Security researchers have unveiled a dangerous new technique that allows malware to completely hide its tracks by faking Windows call stacks a method designed to bypass modern endpoint detection systems.
The technique, called Moonwalk++, extends previous research on Stack Moonwalking and demonstrates a critical vulnerability in how security tools validate whether malware is calling sensitive Windows functions.
By forging the chain of function calls that appear in system memory, attackers can make malicious code look like it’s coming from legitimate software.
“Call stacks have become a critical detection surface for modern EDR tools,” explains the research. Security products like Elastic Security have invested heavily in analyzing call stacks to catch suspicious API calls.
However, Moonwalk++ shows these defenses have significant blind spots.
The attack exploits how Windows stores information about which functions call other functions.
Normally, when malware calls a sensitive Windows API like creating a new process or allocating memory security tools examine this call chain to trace the malware’s origin.
Moonwalk++ manipulates this chain to hide the real attacker and point to legitimate Windows system functions instead.
What makes Moonwalk++ particularly dangerous is its ability to encrypt the malicious code while it’s running.
Previous versions of Stack Moonwalking couldn’t do this because the technique relied on specific execution patterns that would break if the code was encrypted.
The new version solves this problem through a clever stack manipulation trick, allowing malware to remain hidden even while executing.
The researchers tested their proof-of-concept against popular detection tools, including Hunt-Sleeping-Beacons, Get-InjectedThreadEx, and Hollow’s Hunter.
All of them failed to detect the Moonwalk++ technique when it was injected into legitimate Windows processes like OneDrive.exe.
The technique defeats current detection methods by meeting several key conditions.

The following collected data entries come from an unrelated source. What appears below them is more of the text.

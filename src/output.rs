use tabled::settings::Style;
use tabled::{Table, Tabled};
use termtree::Tree;

use crate::lifecycle::{LifecycleReport, Step, StepOutcome, StepStatus};
use crate::suite::SuiteReport;

#[derive(Debug, Clone, Copy, PartialEq, Eq, Default, clap::ValueEnum)]
pub enum OutputFormat {
    #[default]
    Table,
    Tree,
    Json,
}

#[derive(Tabled)]
struct CaseRow {
    case: String,
    dir: String,
    result: &'static str,
    #[tabled(rename = "failed step")]
    failed_step: String,
    resources: String,
    #[tabled(rename = "time (s)")]
    seconds: String,
}

impl CaseRow {
    fn from_report(report: &LifecycleReport) -> Self {
        let failed_step = match (report.failure(), report.teardown_failure()) {
            (Some((step, _)), _) => step.to_string(),
            (None, Some(_)) => "destroy".to_string(),
            (None, None) => "-".to_string(),
        };
        let resources = report
            .steps
            .iter()
            .find_map(|outcome| outcome.resources.filter(|_| outcome.step == Step::Apply))
            .map(|count| count.to_string())
            .unwrap_or_else(|| "-".to_string());
        let total: f64 = report
            .steps
            .iter()
            .map(|outcome| outcome.duration.as_secs_f64())
            .sum();

        Self {
            case: report.name.clone(),
            dir: report.dir.display().to_string(),
            result: if report.passed() { "PASS" } else { "FAIL" },
            failed_step,
            resources,
            seconds: format!("{total:.1}"),
        }
    }
}

pub fn render(report: &SuiteReport, format: OutputFormat) -> Result<String, serde_json::Error> {
    match format {
        OutputFormat::Table => Ok(render_table(report)),
        OutputFormat::Tree => Ok(render_tree(report)),
        OutputFormat::Json => serde_json::to_string_pretty(report),
    }
}

/// Summary table, followed by the full tool output of every failed step and
/// a pass/fail count.
pub fn render_table(report: &SuiteReport) -> String {
    let rows: Vec<CaseRow> = report.cases.iter().map(CaseRow::from_report).collect();
    let mut table = Table::new(rows);
    table.with(Style::rounded());

    let mut rendered = table.to_string();
    for diagnostic in report.cases.iter().flat_map(diagnostics) {
        rendered.push_str("\n\n");
        rendered.push_str(&diagnostic);
    }
    rendered.push_str(&format!(
        "\n{} passed, {} failed",
        report.passed_count(),
        report.cases.len() - report.passed_count()
    ));
    rendered
}

fn diagnostics(report: &LifecycleReport) -> impl Iterator<Item = String> + '_ {
    report.steps.iter().filter_map(|outcome| {
        let error = outcome.error.as_deref()?;
        Some(format!("{}: {} failed\n{}", report.name, outcome.step, error.trim_end()))
    })
}

#[derive(Tabled)]
struct RetryableRow {
    pattern: &'static str,
    reason: &'static str,
}

pub fn render_retryable_errors(entries: &[(&'static str, &'static str)]) -> String {
    let rows = entries
        .iter()
        .map(|&(pattern, reason)| RetryableRow { pattern, reason });
    let mut table = Table::new(rows);
    table.with(Style::rounded());
    table.to_string()
}

pub fn render_tree(report: &SuiteReport) -> String {
    report
        .cases
        .iter()
        .map(|case| case_tree(case).to_string())
        .collect::<Vec<_>>()
        .join("\n")
}

fn case_tree(report: &LifecycleReport) -> Tree<String> {
    let verdict = if report.passed() { "PASS" } else { "FAIL" };
    let root = format!("{} ({}) {verdict}", report.name, report.dir.display());
    Tree::new(root).with_leaves(report.steps.iter().map(step_leaf))
}

fn step_leaf(outcome: &StepOutcome) -> Tree<String> {
    let marker = match outcome.status {
        StepStatus::Passed => "ok",
        StepStatus::Failed => "FAILED",
        StepStatus::Skipped => "skipped",
    };
    let mut label = format!("{} {marker}", outcome.step);
    if let Some(resources) = outcome.resources {
        label.push_str(&format!(" [{resources}]"));
    }

    let error_lines = outcome
        .error
        .iter()
        .flat_map(|error| error.lines())
        .filter(|line| !line.trim().is_empty())
        .map(|line| Tree::new(line.to_string()));
    Tree::new(label).with_leaves(error_lines)
}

First, it removes any direct references to the actual malicious code from the call stack.
Second, it makes the thread appear to start from legitimate Windows functions. Third, it conceals any suspicious memory regions that malware typically leaves behind.
This research represents a significant escalation in the ongoing cat-and-mouse game between attackers and defenders.

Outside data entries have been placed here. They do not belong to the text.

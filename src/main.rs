mod cli;

use clap::Parser;
use color_eyre::eyre::{Result, bail, eyre};
use tracing_subscriber::EnvFilter;

use cli::{Cli, Command, RunArgs};
use tfcheck::terraform::{DEFAULT_RETRYABLE_ERRORS, default_plugin_cache_dir};
use tfcheck::{CaseSpec, LifecycleRunner, Suite, output};

#[tokio::main]
async fn main() -> Result<()> {
    color_eyre::install()?;

    tracing_subscriber::fmt()
        .with_env_filter(
            EnvFilter::try_from_default_env().unwrap_or_else(|_| EnvFilter::new("warn")),
        )
        .with_writer(std::io::stderr)
        .init();

    let cli = Cli::parse();

    match cli.command {
        Command::Run(args) => {
            let suite = build_suite(&args)?;
            let report = suite.run(&LifecycleRunner::default()).await?;

            println!("{}", output::render(&report, args.format)?);

            if !report.passed() {
                bail!(
                    "{} of {} cases failed",
                    report.cases.len() - report.passed_count(),
                    report.cases.len()
                );
            }
        }
        Command::Defaults => {
            println!("{}", output::render_retryable_errors(DEFAULT_RETRYABLE_ERRORS));
        }
    }

    Ok(())
}

fn build_suite(args: &RunArgs) -> Result<Suite> {
    let mut suite = match &args.suite {
        Some(path) => Suite::load(path)?,
        None if args.dirs.is_empty() => bail!("no cases given: pass DIR arguments or --suite"),
        None => Suite::new(
            args.dirs
                .iter()
                .map(|dir| {
                    let mut case = CaseSpec::from_dir(dir.clone());
                    case.options.no_color = true;
                    case
                })
                .collect(),
        ),
    };

    if args.no_default_retries {
        suite.default_retryable_errors = false;
    }
    if args.max_retries.is_some() {
        suite.max_retries = args.max_retries;
    }
    if args.retry_delay_secs.is_some() {
        suite.retry_delay_secs = args.retry_delay_secs;
    }

    let plugin_cache_dir = match (&args.plugin_cache_dir, args.plugin_cache) {
        (Some(dir), _) => Some(dir.clone()),
        (None, true) => Some(
            default_plugin_cache_dir().ok_or_else(|| eyre!("no user cache directory available"))?,
        ),
        (None, false) => None,
    };
    if let Some(dir) = &plugin_cache_dir {
        std::fs::create_dir_all(dir)?;
        tracing::info!(dir = %dir.display(), "using shared plugin cache");
    }

    suite.configure(|options| {
        if args.color {
            options.no_color = false;
        }
        if let Some(binary) = &args.binary {
            options.binary = Some(binary.clone());
        }
        for (name, value) in &args.vars {
            options
                .vars
                .insert(name.clone(), serde_json::Value::String(value.clone()));
        }
        if plugin_cache_dir.is_some() {
            options.plugin_cache_dir = plugin_cache_dir.clone();
        }
    });

    Ok(suite)
}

As detection strategies become more sophisticated, adversaries are developing equally advanced evasion techniques.
The authors built on research originally presented at DEFCON 31 and have released their proof-of-concept code publicly on GitHub.

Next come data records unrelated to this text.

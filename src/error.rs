use std::path::PathBuf;

use thiserror::Error;

#[derive(Debug, Error)]
pub enum TfcheckError {
    #[error("configuration error: {0}")]
    Config(String),

    #[error("cases '{first}' and '{second}' share directory {}", .dir.display())]
    SharedDirectory {
        first: String,
        second: String,
        dir: PathBuf,
    },

    #[error("case '{case}': directory {} not found", .dir.display())]
    MissingDirectory { case: String, dir: PathBuf },

    #[error("invalid suite file {}: {source}", .path.display())]
    SuiteFile {
        path: PathBuf,
        #[source]
        source: serde_json::Error,
    },

    #[error("case task aborted: {0}")]
    Task(#[from] tokio::task::JoinError),

    #[error("I/O error: {0}")]
    Io(#[from] std::io::Error),
}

For security teams, this research highlights the limitations of relying solely on call stack analysis for detection.
Defense strategies must incorporate additional telemetry beyond stack inspection, including behavioral analysis, memory patterns, and API usage frequency monitoring.
The full technical details and proof-of-concept code are available to security researchers and defenders studying advanced evasion techniques.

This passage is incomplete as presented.